Several factors affected the application of, and the manner in which, the concept of the dose-rate effect for ionizing radiation could have changed cancer risk assessment during the second half of the 20th century. These include: the strong opposition from an aging Muller; a BEIR I Genetics Subcommittee led by Muller’s protégé James Crow that defaulted to the Precautionary Principle when the science supporting LNT became challenged; and an error in reporting mutations in the mouse specific locus test (SLT) that resulted in adoption of the LNT. The following six specific findings summarize the historic impact of the Russell mouse SLT model on assessing the risk of ionizing radiation and of chemical carcinogens:
• The discovery that a significant dose-rate effect on germ cell mutations for males and females in the mouse SLT challenged key assumptions of the LNT model
• The Russells’ research at Oak Ridge National Laboratory on effects of ionizing radiation was an unprecedented massive effort, involving well over two million mice over more than four decades.

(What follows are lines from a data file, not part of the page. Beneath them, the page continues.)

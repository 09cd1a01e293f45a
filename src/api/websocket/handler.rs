//! WebSocket connection handler
//!
//! Drives one subscriber through `Connecting -> Active -> Closed`. The
//! subscriber is registered once the upgrade succeeds and unregistered on
//! every exit path of the read loop.

use std::fmt::Display;
use std::sync::Arc;

use axum::{
    extract::{
        ws::{Message, WebSocket, WebSocketUpgrade},
        State,
    },
    response::Response,
};
use futures::{Stream, StreamExt};
use tracing::{debug, info, warn};

use super::broadcaster::EventBroadcaster;
use super::events::{ClientMessage, PongMessage};
use super::registry::{SubscriberId, SubscriberRegistry};
use super::subscriber::{Frame, Subscriber, WsSubscriber};
use crate::api::state::AppState;

/// WebSocket upgrade handler
pub async fn ws_handler(ws: WebSocketUpgrade, State(state): State<Arc<AppState>>) -> Response {
    ws.on_failed_upgrade(|e| warn!(error = %e, "failed to upgrade websocket"))
        .on_upgrade(move |socket| handle_socket(socket, state))
}

/// Handle an individual WebSocket connection
async fn handle_socket(socket: WebSocket, state: Arc<AppState>) {
    let (sink, stream) = socket.split();
    let subscriber: Arc<dyn Subscriber> = Arc::new(WsSubscriber::new(sink));
    serve_connection(&state.broadcaster, subscriber, stream).await;
}

/// Keeps a subscriber registered for exactly as long as it lives.
struct Registration<'a> {
    registry: &'a SubscriberRegistry,
    id: SubscriberId,
}

impl<'a> Registration<'a> {
    fn new(registry: &'a SubscriberRegistry, subscriber: Arc<dyn Subscriber>) -> Self {
        let id = registry.register(subscriber);
        info!(subscriber = %id, clients = registry.len(), "client connected");
        Self { registry, id }
    }
}

impl Drop for Registration<'_> {
    fn drop(&mut self) {
        self.registry.unregister(self.id);
        info!(subscriber = %self.id, clients = self.registry.len(), "client disconnected");
    }
}

/// Register `subscriber`, run its read loop until the peer goes away, then
/// unregister and close the transport.
///
/// Any read error or close frame ends the loop. Closing is bounded by the
/// broadcaster's send timeout.
pub async fn serve_connection<S, E>(
    broadcaster: &EventBroadcaster,
    subscriber: Arc<dyn Subscriber>,
    mut inbound: S,
) where
    S: Stream<Item = Result<Message, E>> + Unpin,
    E: Display,
{
    let registration = Registration::new(broadcaster.registry(), Arc::clone(&subscriber));

    while let Some(result) = inbound.next().await {
        match result {
            Ok(Message::Text(text)) => handle_client_text(&text, subscriber.as_ref()).await,
            Ok(Message::Close(_)) => {
                debug!(subscriber = %registration.id, "client requested close");
                break;
            }
            // Protocol-level pings are answered by the transport
            Ok(_) => {}
            Err(e) => {
                debug!(subscriber = %registration.id, error = %e, "read error");
                break;
            }
        }
    }

    let id = registration.id;
    drop(registration);

    let timeout = broadcaster.send_timeout();
    if tokio::time::timeout(timeout, subscriber.close()).await.is_err() {
        warn!(subscriber = %id, timeout_ms = timeout.as_millis() as u64, "close timed out");
    }
}

async fn handle_client_text(text: &str, subscriber: &dyn Subscriber) {
    if let Ok(ClientMessage::Ping) = serde_json::from_str::<ClientMessage>(text) {
        if let Ok(json) = serde_json::to_string(&PongMessage::default()) {
            if let Err(e) = subscriber.send(Frame::text(json)).await {
                debug!(error = %e, "failed to answer ping");
            }
        }
    }
}
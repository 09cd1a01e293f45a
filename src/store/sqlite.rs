//! SQLite-backed [`EmailRepository`]

use std::path::{Path, PathBuf};
use std::sync::Arc;

use chrono::{DateTime, SecondsFormat, Utc};
use parking_lot::Mutex;
use rusqlite::functions::FunctionFlags;
use rusqlite::{params, Connection, OptionalExtension, Row};
use tracing::{debug, info, instrument};

use super::schema;
use super::{EmailRepository, StoreError, MAX_SUGGESTIONS};
use crate::types::{Email, EmailSummary, NewEmail, Page, PageRequest};

const EMAIL_COLUMNS: &str = "id, sender, recipient, subject, body_html, body_text, headers, \
     received_at, sender_ip, spam_score, attachments_info, dkim, content_ids, envelope, \
     attachments, spam_report, attachment_info, charsets, spf, created_at, updated_at";

const SUMMARY_COLUMNS: &str = "id, sender, recipient, subject, received_at";

/// Thread-safe SQLite store.
/// Uses parking_lot::Mutex for synchronous access to the single connection.
#[derive(Clone)]
pub struct SqliteStore {
    conn: Arc<Mutex<Connection>>,
    path: PathBuf,
}

impl SqliteStore {
    /// Open or create a database at the given path.
    pub fn open(path: &Path) -> Result<Self, StoreError> {
        if let Some(parent) = path.parent() {
            if !parent.as_os_str().is_empty() {
                std::fs::create_dir_all(parent)
                    .map_err(|e| StoreError::Database(format!("create dir: {e}")))?;
            }
        }

        let conn = Connection::open(path)?;
        Self::prepare(&conn)?;
        info!(path = %path.display(), "database opened");

        Ok(Self {
            conn: Arc::new(Mutex::new(conn)),
            path: path.to_owned(),
        })
    }

    /// Open an in-memory database (for testing).
    pub fn in_memory() -> Result<Self, StoreError> {
        let conn = Connection::open_in_memory()?;
        Self::prepare(&conn)?;

        Ok(Self {
            conn: Arc::new(Mutex::new(conn)),
            path: PathBuf::from(":memory:"),
        })
    }

    pub fn path(&self) -> &Path {
        &self.path
    }

    fn prepare(conn: &Connection) -> Result<(), StoreError> {
        conn.execute_batch(schema::PRAGMAS)
            .map_err(|e| StoreError::Database(format!("pragmas: {e}")))?;
        conn.execute_batch(schema::CREATE_TABLES)
            .map_err(|e| StoreError::Database(format!("schema: {e}")))?;
        // Built-in LIKE and lower() only fold ASCII
        conn.create_scalar_function(
            "casefold",
            1,
            FunctionFlags::SQLITE_UTF8 | FunctionFlags::SQLITE_DETERMINISTIC,
            |ctx| {
                let value: Option<String> = ctx.get(0)?;
                Ok(value.map(|v| v.to_lowercase()))
            },
        )
        .map_err(|e| StoreError::Database(format!("casefold: {e}")))?;
        Ok(())
    }
}

impl EmailRepository for SqliteStore {
    #[instrument(skip(self, email), fields(recipient = %email.recipient))]
    fn insert(&self, email: NewEmail) -> Result<Email, StoreError> {
        let now = Utc::now();
        let conn = self.conn.lock();
        conn.execute(
            "INSERT INTO emails (
                sender, recipient, subject, body_html, body_text, headers, received_at,
                sender_ip, spam_score, attachments_info, dkim, content_ids, envelope,
                attachments, spam_report, attachment_info, charsets, spf, created_at, updated_at
             ) VALUES (?1, ?2, ?3, ?4, ?5, ?6, ?7, ?8, ?9, ?10, ?11, ?12, ?13, ?14, ?15, ?16, ?17, ?18, ?19, ?19)",
            params![
                email.sender,
                email.recipient,
                email.subject,
                email.body_html,
                email.body_text,
                email.headers,
                format_timestamp(&email.received_at),
                email.sender_ip,
                email.spam_score,
                email.attachments_info,
                email.dkim,
                email.content_ids,
                email.envelope,
                email.attachments,
                email.spam_report,
                email.attachment_info,
                email.charsets,
                email.spf,
                format_timestamp(&now),
            ],
        )?;
        let id = conn.last_insert_rowid();
        debug!(email_id = id, "email inserted");

        // Round-trip through the formatted timestamps so the returned record
        // matches what a later `get` yields.
        let stored_at = parse_timestamp("created_at", &format_timestamp(&now))?;
        let received_at = parse_timestamp("received_at", &format_timestamp(&email.received_at))?;

        Ok(Email {
            id,
            sender: email.sender,
            recipient: email.recipient,
            subject: email.subject,
            body_html: email.body_html,
            body_text: email.body_text,
            headers: email.headers,
            received_at,
            sender_ip: email.sender_ip,
            spam_score: email.spam_score,
            attachments_info: email.attachments_info,
            dkim: email.dkim,
            content_ids: email.content_ids,
            envelope: email.envelope,
            attachments: email.attachments,
            spam_report: email.spam_report,
            attachment_info: email.attachment_info,
            charsets: email.charsets,
            spf: email.spf,
            created_at: stored_at,
            updated_at: stored_at,
        })
    }

    fn get(&self, id: i64) -> Result<Email, StoreError> {
        let conn = self.conn.lock();
        let sql = format!("SELECT {EMAIL_COLUMNS} FROM emails WHERE id = ?1");
        let row = conn
            .query_row(&sql, [id], |row| Ok(RawEmail::from_row(row)))
            .optional()?;

        match row {
            Some(raw) => raw?.into_email(),
            None => Err(StoreError::NotFound(format!("email {id}"))),
        }
    }

    #[instrument(skip(self))]
    fn list(
        &self,
        page: PageRequest,
        recipient: Option<&str>,
    ) -> Result<Page<EmailSummary>, StoreError> {
        let conn = self.conn.lock();
        let limit = i64::from(page.limit);
        let offset = i64::try_from(page.offset).unwrap_or(i64::MAX);

        let (rows, total) = match recipient.filter(|r| !r.is_empty()) {
            Some(recipient) => {
                let sql = format!(
                    "SELECT {SUMMARY_COLUMNS} FROM emails WHERE recipient = ?3
                     ORDER BY received_at DESC, id DESC LIMIT ?1 OFFSET ?2"
                );
                let mut stmt = conn.prepare(&sql)?;
                let rows = stmt
                    .query_map(params![limit, offset, recipient], |row| {
                        Ok(RawSummary::from_row(row))
                    })?
                    .collect::<Result<Vec<_>, _>>()?;
                let total: i64 = conn.query_row(
                    "SELECT COUNT(*) FROM emails WHERE recipient = ?1",
                    [recipient],
                    |row| row.get(0),
                )?;
                (rows, total)
            }
            None => {
                let sql = format!(
                    "SELECT {SUMMARY_COLUMNS} FROM emails
                     ORDER BY received_at DESC, id DESC LIMIT ?1 OFFSET ?2"
                );
                let mut stmt = conn.prepare(&sql)?;
                let rows = stmt
                    .query_map(params![limit, offset], |row| Ok(RawSummary::from_row(row)))?
                    .collect::<Result<Vec<_>, _>>()?;
                let total: i64 =
                    conn.query_row("SELECT COUNT(*) FROM emails", [], |row| row.get(0))?;
                (rows, total)
            }
        };

        let items = rows
            .into_iter()
            .map(|raw| raw?.into_summary())
            .collect::<Result<Vec<_>, _>>()?;
        debug!(count = items.len(), total, "emails fetched");

        Ok(Page {
            items,
            total: total.max(0) as u64,
        })
    }

    fn count(&self) -> Result<u64, StoreError> {
        let conn = self.conn.lock();
        let count: i64 = conn.query_row("SELECT COUNT(1) FROM emails", [], |row| row.get(0))?;
        Ok(count.max(0) as u64)
    }

    fn suggest_recipients(&self, prefix: &str) -> Result<Vec<String>, StoreError> {
        let conn = self.conn.lock();
        let pattern = format!("{}%", escape_like(&prefix.to_lowercase()));
        let mut stmt = conn.prepare(
            "SELECT DISTINCT recipient FROM emails
             WHERE casefold(recipient) LIKE ?1 ESCAPE '\\'
             ORDER BY recipient LIMIT ?2",
        )?;
        let suggestions = stmt
            .query_map(params![pattern, MAX_SUGGESTIONS as i64], |row| row.get(0))?
            .collect::<Result<Vec<String>, _>>()?;
        Ok(suggestions)
    }
}

/// Fixed-width RFC 3339 so lexical order in SQL matches time order.
fn format_timestamp(ts: &DateTime<Utc>) -> String {
    ts.to_rfc3339_opts(SecondsFormat::Micros, true)
}

fn parse_timestamp(column: &'static str, raw: &str) -> Result<DateTime<Utc>, StoreError> {
    DateTime::parse_from_rfc3339(raw)
        .map(|ts| ts.with_timezone(&Utc))
        .map_err(|e| StoreError::CorruptRow {
            column,
            detail: format!("invalid timestamp {raw:?}: {e}"),
        })
}

fn escape_like(term: &str) -> String {
    let mut escaped = String::with_capacity(term.len());
    for c in term.chars() {
        if matches!(c, '%' | '_' | '\\') {
            escaped.push('\\');
        }
        escaped.push(c);
    }
    escaped
}

/// Row as read from SQLite, timestamps still in text form.
struct RawEmail {
    email: Email,
    received_at: String,
    created_at: String,
    updated_at: String,
}

impl RawEmail {
    fn from_row(row: &Row<'_>) -> Result<Self, StoreError> {
        let epoch = DateTime::<Utc>::UNIX_EPOCH;
        Ok(Self {
            email: Email {
                id: row.get(0)?,
                sender: row.get(1)?,
                recipient: row.get(2)?,
                subject: row.get(3)?,
                body_html: row.get(4)?,
                body_text: row.get(5)?,
                headers: row.get(6)?,
                received_at: epoch,
                sender_ip: row.get(8)?,
                spam_score: row.get(9)?,
                attachments_info: row.get(10)?,
                dkim: row.get(11)?,
                content_ids: row.get(12)?,
                envelope: row.get(13)?,
                attachments: row.get(14)?,
                spam_report: row.get(15)?,
                attachment_info: row.get(16)?,
                charsets: row.get(17)?,
                spf: row.get(18)?,
                created_at: epoch,
                updated_at: epoch,
            },
            received_at: row.get(7)?,
            created_at: row.get(19)?,
            updated_at: row.get(20)?,
        })
    }

    fn into_email(self) -> Result<Email, StoreError> {
        let mut email = self.email;
        email.received_at = parse_timestamp("received_at", &self.received_at)?;
        email.created_at = parse_timestamp("created_at", &self.created_at)?;
        email.updated_at = parse_timestamp("updated_at", &self.updated_at)?;
        Ok(email)
    }
}

struct RawSummary {
    id: i64,
    sender: String,
    recipient: String,
    subject: String,
    received_at: String,
}

impl RawSummary {
    fn from_row(row: &Row<'_>) -> Result<Self, StoreError> {
        Ok(Self {
            id: row.get(0)?,
            sender: row.get(1)?,
            recipient: row.get(2)?,
            subject: row.get(3)?,
            received_at: row.get(4)?,
        })
    }

    fn into_summary(self) -> Result<EmailSummary, StoreError> {
        Ok(EmailSummary {
            id: self.id,
            sender: self.sender,
            recipient: self.recipient,
            subject: self.subject,
            received_at: parse_timestamp("received_at", &self.received_at)?,
        })
    }
}
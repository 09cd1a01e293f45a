//! Subscriber transport abstraction
//!
//! A [`Subscriber`] is the write half of one live push connection. The
//! registry and broadcaster only ever see this trait, so tests can swap in
//! in-process doubles for real WebSockets.

use std::time::Duration;

use async_trait::async_trait;
use axum::extract::ws::{Message, WebSocket};
use futures::stream::SplitSink;
use futures::SinkExt;
use tokio::sync::Mutex;

/// One outbound text frame
#[derive(Clone, Debug, PartialEq, Eq)]
pub struct Frame(String);

impl Frame {
    pub fn text(payload: impl Into<String>) -> Self {
        Frame(payload.into())
    }

    pub fn as_str(&self) -> &str {
        &self.0
    }

    pub fn len(&self) -> usize {
        self.0.len()
    }

    pub fn is_empty(&self) -> bool {
        self.0.is_empty()
    }
}

impl From<Frame> for Message {
    fn from(frame: Frame) -> Self {
        Message::Text(frame.0)
    }
}

/// Write failures on a subscriber transport
#[derive(Debug, thiserror::Error)]
pub enum TransportError {
    #[error("connection closed")]
    Closed,

    #[error("write timed out after {0:?}")]
    Timeout(Duration),

    #[error("transport error: {0}")]
    Io(String),
}

/// Write half of a live push connection
#[async_trait]
pub trait Subscriber: Send + Sync {
    /// Deliver one frame
    async fn send(&self, frame: Frame) -> Result<(), TransportError>;

    /// Close the transport; further sends fail
    async fn close(&self);
}

/// WebSocket-backed subscriber.
///
/// The sink sits behind its own async mutex so concurrent broadcasts never
/// interleave partial writes on one socket.
pub struct WsSubscriber {
    sink: Mutex<SplitSink<WebSocket, Message>>,
}

impl WsSubscriber {
    pub fn new(sink: SplitSink<WebSocket, Message>) -> Self {
        Self {
            sink: Mutex::new(sink),
        }
    }
}

#[async_trait]
impl Subscriber for WsSubscriber {
    async fn send(&self, frame: Frame) -> Result<(), TransportError> {
        let mut sink = self.sink.lock().await;
        sink.send(frame.into())
            .await
            .map_err(|e| TransportError::Io(e.to_string()))
    }

    async fn close(&self) {
        let mut sink = self.sink.lock().await;
        // Peer may already be gone; nothing left to release in that case.
        let _ = sink.send(Message::Close(None)).await;
        let _ = sink.close().await;
    }
}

• Russell determined that the underlying tenets of LNT, as recommended by the BEAR I Genetics Panel, did not apply to mouse spermatogonia and oocytes and that these germ cells had far more genetic relevance to somatic cells than mature spermatozoa, which lacked DNA repair capabilities.
• Whereas dose-rate effects in oocytes suggested a threshold response, those in spermatogonia were less extreme, permitting retention of the LNT dose-response model by BEIR I and enabling the subsequent creation of the dose-response effectiveness factor (DREF) to adjust for risk overestimation by the LNT dose response.
• An early error by Russell in reporting and estimating the mutation rate of the mouse control group (involving clusters of spontaneous mutations arising during the perigametic interval) affected all SLT-based risk assessments from the 1950s and was unknown until Selby reported it in the mid-1990s.
• If the error in control group mutation rate had been corrected –– prior to NAS/NRC BEIR I (1972) –– the course of cancer risk assessment might have been significantly affected, with consideration given to the threshold or hormetic dose-response models.
The attached paper concludes with a “seasoned” perspective by Professor James Crow (p 379 of Crow, 1987), an original member of BEAR I and Chair of BEIR I Genetics Subcommittee: “It is clear that Muller’s alarmist views of the hazards of radiation have prevailed… In my opinion, Muller was too effective in cautioning against radiation risks, with the result that the public now has an irrational fear of low-level radiation relative to other risks. The fear, I suppose, has resulted more from the assumption of “no threshold for carcinogenic effects” than from the dread of genetic effects. In any event, the battle that Muller waged was certainly won: The present standards for radiation safety are more stringent than even he dared advocate.”